Exercise materials:
#[cfg(test)]
mod tests {
    use super::*;
    use serde_json::json;
    use sg_kv::MemoryKv;

    fn note(summary: &str) -> Value {
        json!({
            "$type": "agent.memory.note",
            "summary": summary,
            "createdAt": "2026-02-07T00:00:00.000Z"
        })
    }

    fn store_for(kv: &Arc<dyn Kv>, did: &str) -> (MemoryStore, EncryptionKeypair) {
        let keys = EncryptionKeypair::generate();
        (MemoryStore::new(kv.clone(), did, keys.clone()), keys)
    }

    fn shared_kv() -> Arc<dyn Kv> {
        Arc::new(MemoryKv::new())
    }

    #[test]
    fn store_and_retrieve_round_trip() {
        let kv = shared_kv();
        let (store, _) = store_for(&kv, "did:cf:alice");
        let id = store.store(&note("Hi")).unwrap();
        assert!(id.contains("/agent.memory.note/"));
        assert_eq!(store.retrieve(&id).unwrap()["summary"], "Hi");
    }

    #[test]
    fn store_requires_type() {
        let kv = shared_kv();
        let (store, _) = store_for(&kv, "did:cf:alice");
        let err = store.store(&json!({"summary": "no type"})).unwrap_err();
        assert!(matches!(err, Error::InvalidRecord { .. }));
    }

    #[test]
    fn retrieve_with_wrong_identity_yields_none_not_error() {
        let kv = shared_kv();
        let (store, _) = store_for(&kv, "did:cf:alice");
        let id = store.store(&note("secret")).unwrap();

        // Same did, different keys: decryption silently fails.
        let imposter = MemoryStore::new(kv.clone(), "did:cf:alice", EncryptionKeypair::generate());
        assert!(imposter.retrieve(&id).is_none());
    }

    #[test]
    fn update_keeps_dek_and_freshens_nonce() {
        let kv = shared_kv();
        let (store, _) = store_for(&kv, "did:cf:alice");
        let id = store.store(&note("v1")).unwrap();

        let before: RecordRow =
            serde_json::from_value(kv.get(&format!("record:{id}")).unwrap()).unwrap();
        store.update(&id, &note("v2")).unwrap();
        let after: RecordRow =
            serde_json::from_value(kv.get(&format!("record:{id}")).unwrap()).unwrap();

        assert_eq!(store.retrieve(&id).unwrap()["summary"], "v2");
        assert_ne!(before.nonce, after.nonce, "nonce must be fresh per write");
        assert_eq!(
            before.encrypted_dek, after.encrypted_dek,
            "wrapped DEK must survive updates"
        );
        assert!(after.updated_at.is_some());
    }

    #[test]
    fn update_rejects_type_change_and_missing_record() {
        let kv = shared_kv();
        let (store, _) = store_for(&kv, "did:cf:alice");
        let id = store.store(&note("v1")).unwrap();

        let decision = json!({"$type": "agent.memory.decision", "decision": "x"});
        assert!(matches!(
            store.update(&id, &decision),
            Err(Error::InvalidRecord { .. })
        ));
        assert!(matches!(
            store.update("did:cf:alice/agent.memory.note/nope", &note("x")),
            Err(Error::NotFound(_))
        ));
    }

    #[test]
    fn soft_delete_hides_and_is_idempotent_safe() {
        let kv = shared_kv();
        let (store, _) = store_for(&kv, "did:cf:alice");
        let id = store.store(&note("gone soon")).unwrap();

        assert!(store.soft_delete(&id).unwrap());
        assert!(store.retrieve(&id).is_none());
        assert!(store.list(&ListParams::default()).is_empty());
        assert!(!store.soft_delete(&id).unwrap(), "second delete reports false");
        assert!(matches!(
            store.update(&id, &note("zombie")),
            Err(Error::NotFound(_))
        ));
    }

    #[test]
    fn share_grants_recipient_and_only_recipient() {
        let kv = shared_kv();
        let (alice, _) = store_for(&kv, "did:cf:alice");
        let (bob, bob_keys) = store_for(&kv, "did:cf:bob");
        let (eve, _) = store_for(&kv, "did:cf:eve");

        let id = alice.store(&note("for bob")).unwrap();
        alice
            .share(&id, "did:cf:bob", &bob_keys.export_public())
            .unwrap();

        assert_eq!(bob.retrieve_shared(&id).unwrap(), alice.retrieve(&id).unwrap());
        assert!(eve.retrieve_shared(&id).is_none());

        // Idempotent: sharing again replaces the grant, still decryptable.
        alice
            .share(&id, "did:cf:bob", &bob_keys.export_public())
            .unwrap();
        assert_eq!(bob.retrieve_shared(&id).unwrap()["summary"], "for bob");
    }

    #[test]
    fn shares_survive_owner_updates() {
        let kv = shared_kv();
        let (alice, _) = store_for(&kv, "did:cf:alice");
        let (bob, bob_keys) = store_for(&kv, "did:cf:bob");

        let id = alice.store(&note("v1")).unwrap();
        alice
            .share(&id, "did:cf:bob", &bob_keys.export_public())
            .unwrap();
        alice.update(&id, &note("v2")).unwrap();

        assert_eq!(bob.retrieve_shared(&id).unwrap()["summary"], "v2");
    }

    #[test]
    fn deleted_records_invisible_to_recipients() {
        let kv = shared_kv();
        let (alice, _) = store_for(&kv, "did:cf:alice");
        let (bob, bob_keys) = store_for(&kv, "did:cf:bob");

        let id = alice.store(&note("ephemeral")).unwrap();
        alice
            .share(&id, "did:cf:bob", &bob_keys.export_public())
            .unwrap();
        alice.soft_delete(&id).unwrap();

        assert!(bob.retrieve_shared(&id).is_none());
        assert!(bob.list_shared(&ListParams::default()).is_empty());
    }

    #[test]
    fn public_records_cannot_be_shared() {
        let kv = shared_kv();
        let (alice, _) = store_for(&kv, "did:cf:alice");
        let (_, bob_keys) = store_for(&kv, "did:cf:bob");

        let id = alice.store_public(&note("profile")).unwrap();
        assert!(matches!(
            alice.share(&id, "did:cf:bob", &bob_keys.export_public()),
            Err(Error::Conflict(_))
        ));
        // Public rows are readable without unwrapping.
        assert_eq!(alice.retrieve(&id).unwrap()["summary"], "profile");
    }

    #[test]
    fn list_is_newest_first_filtered_and_skips_undecryptable() {
        let kv = shared_kv();
        let (store, _) = store_for(&kv, "did:cf:alice");
        let first = store.store(&note("first")).unwrap();
        let _second = store.store(&note("second")).unwrap();
        let third = store.store(&note("third")).unwrap();
        store
            .store(&json!({"$type": "agent.memory.decision", "decision": "d",
                           "context": "c", "rationale": "r", "status": "accepted",
                           "createdAt": "2026-02-07T00:00:00Z"}))
            .unwrap();

        // Corrupt one row's ciphertext; the listing must simply skip it.
        let key = format!("record:{first}");
        let mut row: RecordRow = serde_json::from_value(kv.get(&key).unwrap()).unwrap();
        row.ciphertext = Bytes(vec![0u8; 16]);
        kv.put(&key, serde_json::to_value(&row).unwrap()).unwrap();

        let notes = store.list(&ListParams {
            collection: Some("agent.memory.note".into()),
            limit: None,
        });
        assert_eq!(notes.len(), 2);
        assert_eq!(notes[0].id, third, "newest first");
        assert_eq!(notes[0].record["summary"], "third");

        let limited = store.list(&ListParams {
            collection: None,
            limit: Some(2),
        });
        assert_eq!(limited.len(), 2);
    }

    #[test]
    fn limit_is_capped() {
        assert_eq!(effective_limit(None), 50);
        assert_eq!(effective_limit(Some(10)), 10);
        assert_eq!(effective_limit(Some(5_000)), 200);
    }
}
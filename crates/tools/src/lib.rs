//! Tool registry and dispatcher for agent cycles.
//!
//! Tools are named handlers with JSON-schema parameters. The dispatcher
//! enforces the per-cycle call cap, the tool-phase wall budget, the
//! allowlist (after environment alias routing), and capability guards, and
//! records every attempt in the bounded action-outcome log.

pub mod dispatch;
pub mod environment;
pub mod outcome;
pub mod registry;

pub use dispatch::{dispatch_phase, CallRecord, DispatchConfig, DispatchContext, PhaseReport};
pub use environment::{Environment, TurnState};
pub use outcome::OutcomeLog;
pub use registry::{Tool, ToolHandler, ToolRegistry};
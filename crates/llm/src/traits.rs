use serde::{Deserialize, Serialize};

use sg_domain::tool::{Message, ToolCall, ToolDefinition};
use sg_domain::Result;

// ━━━━━━━━━━━━━━━━━━━━━━━━━━━━━━━━━━━━━━━━━━━━━━━━━━━━━━━━━━━━━━━━━━
// Request / Response types
// ━━━━━━━━━━━━━━━━━━━━━━━━━━━━━━━━━━━━━━━━━━━━━━━━━━━━━━━━━━━━━━━━━━

/// A provider-agnostic chat completion request.
#[derive(Debug, Clone, Default)]
pub struct ChatRequest {
    pub messages: Vec<Message>,
    /// Tool definitions the model may invoke.
    pub tools: Vec<ToolDefinition>,
    /// Sampling temperature. `None` lets the provider choose.
    pub temperature: Option<f32>,
    pub max_tokens: Option<u32>,
    /// Model identifier. `None` uses the client default.
    pub model: Option<String>,
}

/// A provider-agnostic chat completion response.
#[derive(Debug, Clone)]
pub struct ChatResponse {
    pub content: String,
    pub tool_calls: Vec<ToolCall>,
    /// The model that actually produced the response.
    pub model: String,
    pub finish_reason: Option<String>,
    pub usage: Option<Usage>,
}

#[derive(Debug, Clone, Copy, Serialize, Deserialize, Default)]
pub struct Usage {
    pub prompt_tokens: u32,
    pub completion_tokens: u32,
}

// ━━━━━━━━━━━━━━━━━━━━━━━━━━━━━━━━━━━━━━━━━━━━━━━━━━━━━━━━━━━━━━━━━━
// Client trait
// ━━━━━━━━━━━━━━━━━━━━━━━━━━━━━━━━━━━━━━━━━━━━━━━━━━━━━━━━━━━━━━━━━━

/// The seam to the external model service. The production implementation
/// is [`crate::OpenRouterClient`]; tests script responses.
#[async_trait::async_trait]
pub trait ModelClient: Send + Sync {
    async fn chat(&self, req: &ChatRequest) -> Result<ChatResponse>;
}
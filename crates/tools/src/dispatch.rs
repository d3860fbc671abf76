//! The per-cycle tool phase: alias routing, allowlist, guards, budgets.

use std::time::Duration;

use serde_json::Value;
use tokio::time::Instant;

use sg_domain::tool::ToolCall;
use sg_domain::trace::TraceEvent;

use crate::environment::{targets_environment, Environment};
use crate::outcome::{extract_goal_id, OutcomeLog};
use crate::registry::ToolRegistry;

// ━━━━━━━━━━━━━━━━━━━━━━━━━━━━━━━━━━━━━━━━━━━━━━━━━━━━━━━━━━━━━━━━━━
// Config & context
// ━━━━━━━━━━━━━━━━━━━━━━━━━━━━━━━━━━━━━━━━━━━━━━━━━━━━━━━━━━━━━━━━━━

#[derive(Debug, Clone)]
pub struct DispatchConfig {
    /// Maximum tool calls executed per cycle.
    pub max_calls: usize,
    /// Wall budget for the whole tool phase; each call gets the remainder.
    pub phase_budget: Duration,
    /// Whether the claiming environment may inject auto-play calls. The
    /// cycle enables this exactly once per tick.
    pub auto_play: bool,
}

impl Default for DispatchConfig {
    fn default() -> Self {
        Self {
            max_calls: 10,
            phase_budget: Duration::from_secs(30),
            auto_play: true,
        }
    }
}

pub struct DispatchContext<'a> {
    pub registry: &'a ToolRegistry,
    pub enabled_tools: &'a [String],
    /// The environment that claimed this cycle, if any.
    pub active_env: Option<&'a dyn Environment>,
    /// Role predicate consulted for capability-guarded tools.
    pub has_capability: &'a (dyn Fn(&str) -> bool + Send + Sync),
    pub did: &'a str,
}

// ━━━━━━━━━━━━━━━━━━━━━━━━━━━━━━━━━━━━━━━━━━━━━━━━━━━━━━━━━━━━━━━━━━
// Results
// ━━━━━━━━━━━━━━━━━━━━━━━━━━━━━━━━━━━━━━━━━━━━━━━━━━━━━━━━━━━━━━━━━━

#[derive(Debug, Clone, serde::Serialize)]
pub struct CallRecord {
    pub call_id: String,
    /// Name the call dispatched under, post alias routing.
    pub name: String,
    /// Original name when alias routing rewrote it.
    #[serde(skip_serializing_if = "Option::is_none")]
    pub routed_from: Option<String>,
    pub ok: bool,
    #[serde(skip_serializing_if = "Option::is_none")]
    pub result: Option<Value>,
    #[serde(skip_serializing_if = "Option::is_none")]
    pub error: Option<String>,
    pub duration_ms: u64,
}

#[derive(Debug, Clone, Default, serde::Serialize)]
pub struct PhaseReport {
    pub records: Vec<CallRecord>,
    /// More calls were requested than the per-cycle cap allows.
    pub truncated: bool,
    /// The phase budget expired before all calls ran.
    pub timed_out: bool,
}

// ━━━━━━━━━━━━━━━━━━━━━━━━━━━━━━━━━━━━━━━━━━━━━━━━━━━━━━━━━━━━━━━━━━
// Dispatch
// ━━━━━━━━━━━━━━━━━━━━━━━━━━━━━━━━━━━━━━━━━━━━━━━━━━━━━━━━━━━━━━━━━━

/// Run one cycle's tool phase. Tool failures never abort the phase; only
/// the wall budget cuts it short.
pub async fn dispatch_phase(
    ctx: &DispatchContext<'_>,
    cfg: &DispatchConfig,
    mut calls: Vec<ToolCall>,
    outcomes: &mut OutcomeLog,
) -> PhaseReport {
    let mut report = PhaseReport::default();

    // Auto-play: if the claiming environment saw no action from the model,
    // it may inject calls. One injected call closes the turn (append);
    // several mean setup moves first (prepend) with the closer last.
    if let Some(env) = ctx.active_env.filter(|_| cfg.auto_play) {
        if !calls.iter().any(|c| targets_environment(env, c)) {
            match env.auto_play(ctx.did).await {
                Ok(mut injected) if !injected.is_empty() => {
                    tracing::debug!(
                        env = env.name(),
                        injected = injected.len(),
                        "environment auto-play injecting calls"
                    );
                    if injected.len() == 1 {
                        calls.push(injected.remove(0));
                    } else if let Some(closer) = injected.pop() {
                        let mut combined = injected;
                        combined.append(&mut calls);
                        combined.push(closer);
                        calls = combined;
                    }
                }
                Ok(_) => {}
                Err(e) => {
                    tracing::warn!(env = env.name(), error = %e, "auto-play failed");
                }
            }
        }
    }

    if calls.len() > cfg.max_calls {
        calls.truncate(cfg.max_calls);
        report.truncated = true;
    }

    let deadline = Instant::now() + cfg.phase_budget;

    for (i, call) in calls.into_iter().enumerate() {
        let now = Instant::now();
        if now >= deadline {
            report.timed_out = true;
            break;
        }

        let call_id = if call.call_id.is_empty() {
            format!("call-{i}")
        } else {
            call.call_id.clone()
        };

        // Alias routing happens before the allowlist check: the allowlist
        // is consulted once, against the native name.
        let (name, routed_from) = match ctx.active_env {
            Some(env) if env.alias_names().contains(&call.tool_name.as_str()) => {
                (env.native_tool().to_owned(), Some(call.tool_name.clone()))
            }
            _ => (call.tool_name.clone(), None),
        };

        let started = Instant::now();
        let mut record = CallRecord {
            call_id: call_id.clone(),
            name: name.clone(),
            routed_from,
            ok: false,
            result: None,
            error: None,
            duration_ms: 0,
        };

        if !ctx.enabled_tools.iter().any(|t| t == &name) {
            record.error = Some("Tool not enabled".into());
        } else if let Some(tool) = ctx.registry.get(&name) {
            if tool
                .capability
                .as_deref()
                .map(|c| !(ctx.has_capability)(c))
                .unwrap_or(false)
            {
                record.error = Some(format!("tool not available: {name}"));
            } else {
                match tokio::time::timeout_at(deadline, tool.handler.execute(&call_id, &call.arguments))
                    .await
                {
                    Ok(Ok(value)) => {
                        record.ok = true;
                        record.result = Some(value);
                    }
                    Ok(Err(e)) => record.error = Some(e.to_string()),
                    Err(_) => {
                        record.error = Some(format!("Tool timed out: {name}"));
                        report.timed_out = true;
                    }
                }
            }
        } else {
            record.error = Some(format!("Unknown tool: {name}"));
        }

        record.duration_ms = started.elapsed().as_millis() as u64;

        let goal_id = extract_goal_id(&call.arguments, record.result.as_ref());
        outcomes.record(&name, record.ok, goal_id);

        TraceEvent::ToolDispatched {
            agent: ctx.did.to_owned(),
            tool: name,
            ok: record.ok,
            duration_ms: record.duration_ms,
        }
        .emit();

        report.records.push(record);
    }

    TraceEvent::ToolPhaseDone {
        agent: ctx.did.to_owned(),
        calls: report.records.len(),
        truncated: report.truncated,
        timed_out: report.timed_out,
    }
    .emit();

    report
}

What to work on:
Nothing should appear in the answer except the lines above from the line with "pub did: &'a" through the line with "post alias routing.", both included, written out exactly.

Output:
    pub did: &'a str,
}

// ━━━━━━━━━━━━━━━━━━━━━━━━━━━━━━━━━━━━━━━━━━━━━━━━━━━━━━━━━━━━━━━━━━
// Results
// ━━━━━━━━━━━━━━━━━━━━━━━━━━━━━━━━━━━━━━━━━━━━━━━━━━━━━━━━━━━━━━━━━━

#[derive(Debug, Clone, serde::Serialize)]
pub struct CallRecord {
    pub call_id: String,
    /// Name the call dispatched under, post alias routing.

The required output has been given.